(Dataset entries)
_ _ _

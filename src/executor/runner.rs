//! Single work item execution
//!
//! Runs one test method and always hands back a reporter, even when the
//! class is unknown or the test panics, so a worker never leaves the
//! controller waiting.

use std::panic::{self, AssertUnwindSafe};

use tracing::{debug, error};

use super::WorkItem;
use crate::case::Registry;
use crate::config::Options;
use crate::error::LoupeError;
use crate::models::{Failure, Reporter};

/// Run `item` against `registry`
pub fn execute(registry: &Registry, item: &WorkItem, options: &Options) -> Reporter {
    debug!("Running {}", item);

    let Some(class) = registry.class(&item.class) else {
        let err = LoupeError::UnknownClass(item.class.clone());
        error!("{}", err);
        return crashed(registry, item, options, err.to_string());
    };

    match panic::catch_unwind(AssertUnwindSafe(|| class.run(&item.method, options))) {
        Ok(Ok(reporter)) => reporter,
        Ok(Err(err)) => {
            error!("{}", err);
            crashed(registry, item, options, err.to_string())
        }
        Err(payload) => {
            let message = panic_message(payload.as_ref());
            error!("{} panicked: {}", item, message);
            crashed(registry, item, options, format!("panicked: {message}"))
        }
    }
}

/// A reporter holding one failed test for `item`
pub(super) fn crashed(registry: &Registry, item: &WorkItem, options: &Options, message: String) -> Reporter {
    let class = registry.class(&item.class);
    let file = class.map(|class| class.file().to_string()).unwrap_or_default();
    let line = class
        .and_then(|class| class.method(&item.method))
        .map(|method| method.line())
        .unwrap_or(0);

    let mut reporter = Reporter::new();
    if options.progress() {
        reporter = reporter.with_progress(options.color());
    }
    reporter.increment_test_count();
    reporter.increment_failure_count(Failure {
        file,
        test_name: item.method.clone(),
        line,
        message,
        class_name: item.class.clone(),
        color: options.color(),
    });
    reporter
}

fn panic_message(payload: &(dyn std::any::Any + Send)) -> String {
    if let Some(message) = payload.downcast_ref::<&str>() {
        message.to_string()
    } else if let Some(message) = payload.downcast_ref::<String>() {
        message.clone()
    } else {
        "unknown panic payload".to_string()
    }
}

#[cfg(test)]
mod tests {
    use super::*;
    use crate::case::{Test, TestCase, TestClass};
    use crate::error::Outcome;

    #[derive(Default)]
    struct Fixture;

    impl TestCase for Fixture {}

    impl Fixture {
        fn test_passes(&mut self, t: &mut Test) -> Outcome {
            t.expect(2 + 2).to_be_equal_to(4)?;
            Ok(())
        }

        fn test_panics(&mut self, _t: &mut Test) -> Outcome {
            panic!("index out of bounds");
        }
    }

    fn registry() -> Registry {
        let mut registry = Registry::new();
        registry.register(
            TestClass::builder::<Fixture>("FixtureTest")
                .in_file("tests/fixture.rs")
                .test_at("test_passes", 5, Fixture::test_passes)
                .test_at("test_panics", 9, Fixture::test_panics)
                .build(),
        );
        registry
    }

    #[test]
    fn test_execute_passing_item() {
        let reporter = execute(
            &registry(),
            &WorkItem::new("FixtureTest", "test_passes"),
            &Options::quiet(),
        );
        assert_eq!(reporter.test_count(), 1);
        assert_eq!(reporter.success_count(), 1);
        assert_eq!(reporter.expectation_count(), 1);
    }

    #[test]
    fn test_panic_becomes_failure() {
        let reporter = execute(
            &registry(),
            &WorkItem::new("FixtureTest", "test_panics"),
            &Options::quiet(),
        );
        assert_eq!(reporter.test_count(), 1);
        assert_eq!(reporter.failure_count(), 1);

        let failure = &reporter.failures()[0];
        assert_eq!(failure.message, "panicked: index out of bounds");
        assert_eq!(failure.file, "tests/fixture.rs");
        assert_eq!(failure.line, 9);
        assert_eq!(failure.class_name, "FixtureTest");
    }

    #[test]
    fn test_unknown_items_are_failures() {
        let registry = registry();
        let options = Options::quiet();

        let reporter = execute(&registry, &WorkItem::new("Missing", "test_a"), &options);
        assert_eq!(reporter.failure_count(), 1);
        assert!(reporter.failures()[0].message.contains("unknown test class"));

        let reporter = execute(&registry, &WorkItem::new("FixtureTest", "test_nope"), &options);
        assert_eq!(reporter.failures()[0].line, 0);
        assert!(reporter.failures()[0].message.contains("unknown test method"));
    }
}
//! Loupe - parallel test execution engine
//!
//! Test classes are fixture types with `test*` methods registered as plain
//! function pointers. The engine builds a shuffled work queue from the
//! registry, drains it with worker tasks or worker processes, merges the
//! partial reporters and renders the result as a plain summary or in an
//! interactive failure pager.
//!
//! ## Usage
//!
//! ```no_run
//! use loupe::{Outcome, Test, TestCase, TestClass};
//!
//! #[derive(Default)]
//! struct MathTest;
//!
//! impl TestCase for MathTest {}
//!
//! impl MathTest {
//!     fn test_addition(&mut self, t: &mut Test) -> Outcome {
//!         t.expect(1 + 1).to_be_equal_to(2)?;
//!         Ok(())
//!     }
//! }
//!
//! TestClass::builder::<MathTest>("MathTest")
//!     .test("test_addition", MathTest::test_addition)
//!     .register();
//! ```

pub mod case;
pub mod cli;
pub mod config;
pub mod error;
pub mod executor;
pub mod expectation;
pub mod models;
pub mod output;
pub mod utils;

pub use case::{registry, Registry, Test, TestCase, TestClass};
pub use config::Options;
pub use error::{ExpectationFailed, LoupeError, Outcome};
pub use expectation::{Expectation, Operator, StreamMatcher, DEFAULT_DELTA};
pub use models::{Failure, Reporter};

_ _ _

*EXERCISE:* Copy out, in full, each line above that has the word "else" in it.

*OUTPUT:*
    let Some(class) = registry.class(&item.class) else {
    } else if let Some(message) = payload.downcast_ref::<String>() {
    } else {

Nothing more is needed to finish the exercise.